In 2015, Goodluck Jonathan agreed to an out-of-court settlement of $850m. However, in 2017, the company went back to court after realising that the Buhari government was not planning to settle. The London Court ordered Nigeria to pay P&ID damages, amounting to around $11 billion. The Buhari government responded by alleging that the contract was awarded corruptly and that P&ID had no intention or the capacity to fulfil the project.
Fast forward to today, Nigeria has won the case. But we forget to ask, where is the public good that was meant to be delivered? What has the ordinary person won?
Surprisingly, people are not speaking about the abandoned project meant to benefit businesses and individuals; rather, they are generally celebrating because certain investors have been made worse off, similar to their living standards.
If P&ID had taken off and the project had succeeded over the last thirteen years, millions of Nigerians would not be in the dark today without reliable electricity. Let’s not forget that more than 60 per cent of the people in Nigeria have no reliable electricity supply.
Fact have shown that the lack of consistent electricity is one of the main infrastructural challenges of conducting business in the country, as it reduces productivity and efficiency of business operations. It has restrained business growth in Nigeria over the years. So, having a project that will supply constant electricity would have changed the trajectory of the country’s economy.
Additionally, the country would have added another project that reduces gas flaring, a pressing issue globally.
According to the National Oil Spill Detection and Response Agency, Nigeria recorded a loss of over $22.9 billion to gas flaring from 2011 to 2021. Similarly, the Nigerian Gas Flare Commercialisation Programme reported that Nigeria had lost potential revenue of over $1.1 billion in 2016 due to natural gas flaring.
The gas flared in 2016 alone, 275 billion standard cubic feet, represented a missed opportunity to generate electricity to power millions of households during that period. On the global stage, Nigeria is blamed for flaring more gas than any other country except Russia despite having one of the world’s lowest per capita electricity generation rates. Meaning we need to use the gas for electricity instead of burning it.
According to the Energy Information Administration assessment, about 10 per cent of the world’s gas flares are in Nigeria, to the extent of being visible from space.
Given the far-reaching consequences, it is surprising how this happened. Aside from solicitors’ fees, the litigation has cost Nigeria several billions of dollars in potential revenue over the last 13 years. Furthermore, the case has exposed corruption and contractual negligence, sparking reputational risk in governance in Nigeria.
Businesswise, the litigation will make the country less commercially attractive internationally due to a lack of due diligence in awarding contracts and the manner of refusing to enforce contracts.

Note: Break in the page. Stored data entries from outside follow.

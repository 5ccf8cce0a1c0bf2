//! Sound player (mist-ap) - Main entry point
//!
//! Serves catalog search and sound playback over HTTP.

use std::net::SocketAddr;
use std::sync::Arc;

use anyhow::{Context, Result};
use clap::Parser;
use tokio::signal;
use tracing::info;
use tracing_subscriber::{layer::SubscriberExt, util::SubscriberInitExt};

use mist_ap::{api, service::SoundService};
use mist_common::config::{self, PlayerSettings, SettingsOverrides};

const DEFAULT_PORT: u16 = 5760;

/// Command-line arguments for mist-ap
#[derive(Parser, Debug)]
#[command(name = "mist-ap")]
#[command(about = "Sound-effects catalog player")]
#[command(version)]
struct Args {
    /// Port to listen on
    #[arg(short, long, env = "MIST_AP_PORT")]
    port: Option<u16>,

    /// Playback volume, 0.0 to 1.0
    #[arg(long)]
    volume: Option<f32>,

    /// Wait for sounds to finish before answering play requests
    #[arg(long)]
    wait: Option<bool>,

    /// Enable duration estimates and sound details
    #[arg(long)]
    details: Option<bool>,

    /// Catalog base URL
    #[arg(long)]
    catalog_url: Option<String>,
}

#[tokio::main]
async fn main() -> Result<()> {
    // Initialize tracing
    tracing_subscriber::registry()
        .with(
            tracing_subscriber::EnvFilter::try_from_default_env()
                .unwrap_or_else(|_| "mist_ap=info,mist_common=info,tower_http=info".into()),
        )
        .with(tracing_subscriber::fmt::layer())
        .init();

    let args = Args::parse();

    info!(
        "mist-ap {} (git {}, built {}, {})",
        env!("CARGO_PKG_VERSION"),
        env!("GIT_HASH"),
        env!("BUILD_TIMESTAMP"),
        env!("BUILD_PROFILE")
    );

    let file_config = config::load_toml_config();
    let overrides = SettingsOverrides {
        volume: args.volume,
        wait: args.wait,
        extended_details: args.details,
        catalog_url: args.catalog_url.clone(),
    };
    let settings = PlayerSettings::resolve(&overrides, &file_config);
    let port = args.port.or(file_config.port).unwrap_or(DEFAULT_PORT);

    info!(
        "Volume {:.2}, wait {}, extended details {}, catalog {}",
        settings.volume, settings.wait, settings.extended_details, settings.catalog_url
    );

    let service = Arc::new(
        SoundService::from_settings(settings).context("Failed to initialize sound service")?,
    );

    let app = api::create_router(api::AppState { service, port });

    let addr = SocketAddr::from(([127, 0, 0, 1], port));
    info!("Starting HTTP server on {}", addr);

    let listener = tokio::net::TcpListener::bind(addr)
        .await
        .context("Failed to bind to address")?;

    axum::serve(listener, app)
        .with_graceful_shutdown(shutdown_signal())
        .await
        .context("Server error")?;

    info!("Server shutdown complete");
    Ok(())
}

/// Graceful shutdown signal handler
async fn shutdown_signal() {
    let ctrl_c = async {
        signal::ctrl_c()
            .await
            .expect("Failed to install Ctrl+C handler");
    };

    #[cfg(unix)]
    let terminate = async {
        signal::unix::signal(signal::unix::SignalKind::terminate())
            .expect("Failed to install signal handler")
            .recv()
            .await;
    };

    #[cfg(not(unix))]
    let terminate = std::future::pending::<()>();

    tokio::select! {
        _ = ctrl_c => {
            info!("Received Ctrl+C, shutting down");
        },
        _ = terminate => {
            info!("Received terminate signal, shutting down");
        },
    }
}
//! HTTP API tests
//!
//! Routes are exercised with `tower::ServiceExt::oneshot` against a service
//! whose catalog is the local fixture server and whose player only records.

mod helpers;

use async_trait::async_trait;
use axum::body::Body;
use axum::http::{Method, Request, StatusCode};
use http_body_util::BodyExt;
use serde_json::{json, Value};
use std::sync::{Arc, Mutex};
use tower::ServiceExt;

use mist_ap::api::{create_router, AppState};
use mist_ap::playback::{PlayTarget, Playback};
use mist_ap::service::SoundService;
use mist_common::config::PlayerSettings;

/// Records targets instead of playing them
#[derive(Default)]
struct RecordingPlayer {
    played: Mutex<Vec<PlayTarget>>,
}

#[async_trait]
impl Playback for RecordingPlayer {
    async fn play(&self, target: &PlayTarget, _volume: f32) -> bool {
        self.played.lock().unwrap().push(target.clone());
        true
    }
}

struct TestApp {
    router: axum::Router,
    player: Arc<RecordingPlayer>,
    fixture: helpers::Fixture,
}

async fn setup(extended_details: bool) -> TestApp {
    let fixture = helpers::start_fixture().await;
    let player = Arc::new(RecordingPlayer::default());
    let settings = PlayerSettings {
        catalog_url: fixture.base_url(),
        extended_details,
        ..PlayerSettings::default()
    };
    let service = SoundService::new(settings, reqwest::Client::new(), player.clone());
    let router = create_router(AppState {
        service: Arc::new(service),
        port: 5760,
    });
    TestApp {
        router,
        player,
        fixture,
    }
}

/// Send a request and return status plus body text
async fn send(app: &TestApp, method: Method, uri: &str, body: Option<Value>) -> (StatusCode, String) {
    let builder = Request::builder().method(method).uri(uri);
    let request = match body {
        Some(json_body) => builder
            .header("content-type", "application/json")
            .body(Body::from(json_body.to_string()))
            .unwrap(),
        None => builder.body(Body::empty()).unwrap(),
    };

    let response = app.router.clone().oneshot(request).await.unwrap();
    let status = response.status();
    let bytes = response.into_body().collect().await.unwrap().to_bytes();
    (status, String::from_utf8(bytes.to_vec()).unwrap())
}

async fn get(app: &TestApp, uri: &str) -> (StatusCode, String) {
    send(app, Method::GET, uri, None).await
}

async fn post_play(app: &TestApp, body: Value) -> String {
    let (status, text) = send(app, Method::POST, "/api/v1/play", Some(body)).await;
    assert_eq!(status, StatusCode::OK);
    text
}

#[tokio::test]
async fn test_health() {
    let app = setup(false).await;
    let (status, body) = get(&app, "/health").await;
    assert_eq!(status, StatusCode::OK);

    let json: Value = serde_json::from_str(&body).unwrap();
    assert_eq!(json["status"], "ok");
    assert_eq!(json["module"], "mist-ap");
    assert_eq!(json["port"], 5760);
}

#[tokio::test]
async fn test_search() {
    let app = setup(false).await;
    let (status, body) = get(&app, "/api/v1/search?query=airhorn").await;
    assert_eq!(status, StatusCode::OK);
    assert_eq!(body, "1. airhorn → `airhorn-1`\n2. mlg airhorn → `mlg-airhorn-2`");

    let (_, body) = get(&app, "/api/v1/search?query=zzz").await;
    assert_eq!(body, "No sounds found for \"zzz\"");
}

#[tokio::test]
async fn test_search_without_query_is_bad_request() {
    let app = setup(false).await;
    let (status, body) = get(&app, "/api/v1/search").await;
    assert_eq!(status, StatusCode::BAD_REQUEST);

    let json: Value = serde_json::from_str(&body).unwrap();
    assert_eq!(json["error"]["code"], "BAD_REQUEST");
}

#[tokio::test]
async fn test_categories_and_browse() {
    let app = setup(false).await;

    let (_, body) = get(&app, "/api/v1/categories").await;
    assert_eq!(body.lines().count(), 14);
    assert!(body.lines().any(|l| l == "whatsapp audios"));

    let (_, body) = get(&app, "/api/v1/categories/MEMES").await;
    assert_eq!(body, "**memes:**\n1. bruh → `bruh-77`\n2. vine boom → `vine-boom-392`");

    let (_, body) = get(&app, "/api/v1/categories/Anime%20&%20Manga").await;
    assert!(body.starts_with("**anime & manga:**\n"));

    let (_, body) = get(&app, "/api/v1/categories/cooking").await;
    assert_eq!(body, "No sounds in category \"cooking\"");
}

#[tokio::test]
async fn test_trending_and_best() {
    let app = setup(false).await;

    let (_, body) = get(&app, "/api/v1/trending").await;
    assert_eq!(
        body,
        format!("bruh-77: \"bruh\" → {}", app.fixture.url("/media/sounds/bruh.mp3"))
    );

    let (_, body) = get(&app, "/api/v1/best").await;
    assert_eq!(body.lines().count(), 2);
    assert!(body.starts_with("airhorn-1: \"airhorn\" → "));
}

#[tokio::test]
async fn test_play_by_slug_prefers_exact_match() {
    let app = setup(false).await;
    let reply = post_play(&app, json!({ "slug": "mlg-airhorn-2", "wait": true })).await;
    assert_eq!(reply, "🔊 mlg airhorn");

    let played = app.player.played.lock().unwrap().clone();
    assert_eq!(
        played,
        vec![PlayTarget::Url(app.fixture.url("/media/sounds/mlg-airhorn.mp3"))]
    );
}

#[tokio::test]
async fn test_play_messages() {
    let app = setup(false).await;

    assert_eq!(
        post_play(&app, json!({ "query": "nothing" })).await,
        "No sounds found for \"nothing\""
    );
    assert_eq!(
        post_play(&app, json!({ "slug": "ghost-1" })).await,
        "Sound \"ghost-1\" not found"
    );
    assert_eq!(post_play(&app, json!({})).await, "Provide slug, url, or query.");
    assert_eq!(
        post_play(&app, json!({ "url": "file:///etc/hosts", "wait": true })).await,
        "Unsupported URL \"file:///etc/hosts\"; use http or https."
    );
    assert!(post_play(&app, json!({ "query": "error" }))
        .await
        .starts_with("Catalog unavailable"));

    assert!(app.player.played.lock().unwrap().is_empty());
}

#[tokio::test]
async fn test_play_with_extended_details_reports_duration() {
    let app = setup(true).await;
    let reply = post_play(&app, json!({ "query": "airhorn", "wait": true })).await;
    assert_eq!(reply, "🔊 airhorn (10.0s)");
}

#[tokio::test]
async fn test_sound_details() {
    let app = setup(true).await;
    let (status, body) = get(&app, "/api/v1/sounds/airhorn-1").await;
    assert_eq!(status, StatusCode::OK);
    assert!(body.starts_with("**Airhorn**\n"));
    assert!(body.contains("Slug: `airhorn-1`"));
    assert!(body.contains("The classic."));
    assert!(body.ends_with("Duration: 10.0s"));

    let (_, body) = get(&app, "/api/v1/sounds/nope-3").await;
    assert_eq!(body, "Sound \"nope-3\" not found");
}

#[tokio::test]
async fn test_sound_details_disabled() {
    let app = setup(false).await;
    let (_, body) = get(&app, "/api/v1/sounds/airhorn-1").await;
    assert_eq!(body, "Sound details are disabled.");
}

#[tokio::test]
async fn test_queue_status() {
    let app = setup(false).await;
    let (status, body) = get(&app, "/api/v1/queue").await;
    assert_eq!(status, StatusCode::OK);

    let json: Value = serde_json::from_str(&body).unwrap();
    assert_eq!(json, json!({ "pending": 0, "playing": false }));
}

If the project had succeeded, the expected benefits would have been enormous, from electricity generation to infrastructure, revenue generation, and exporting natural gas and electricity. Who knows, maybe the project might have solved Nigeria’s foreign exchange crisis. Of course, there are existing projects of gas processing companies in the country, but I struggle to see one that agreed to supply 85 per cent of the non-associated gas for electrical generation and industrialisation at no cost to the country while keeping a 10 per cent stake in the plant.
A strong suggestion would be for the government to consider awarding similar contracts to companies that can start operation as soon as possible.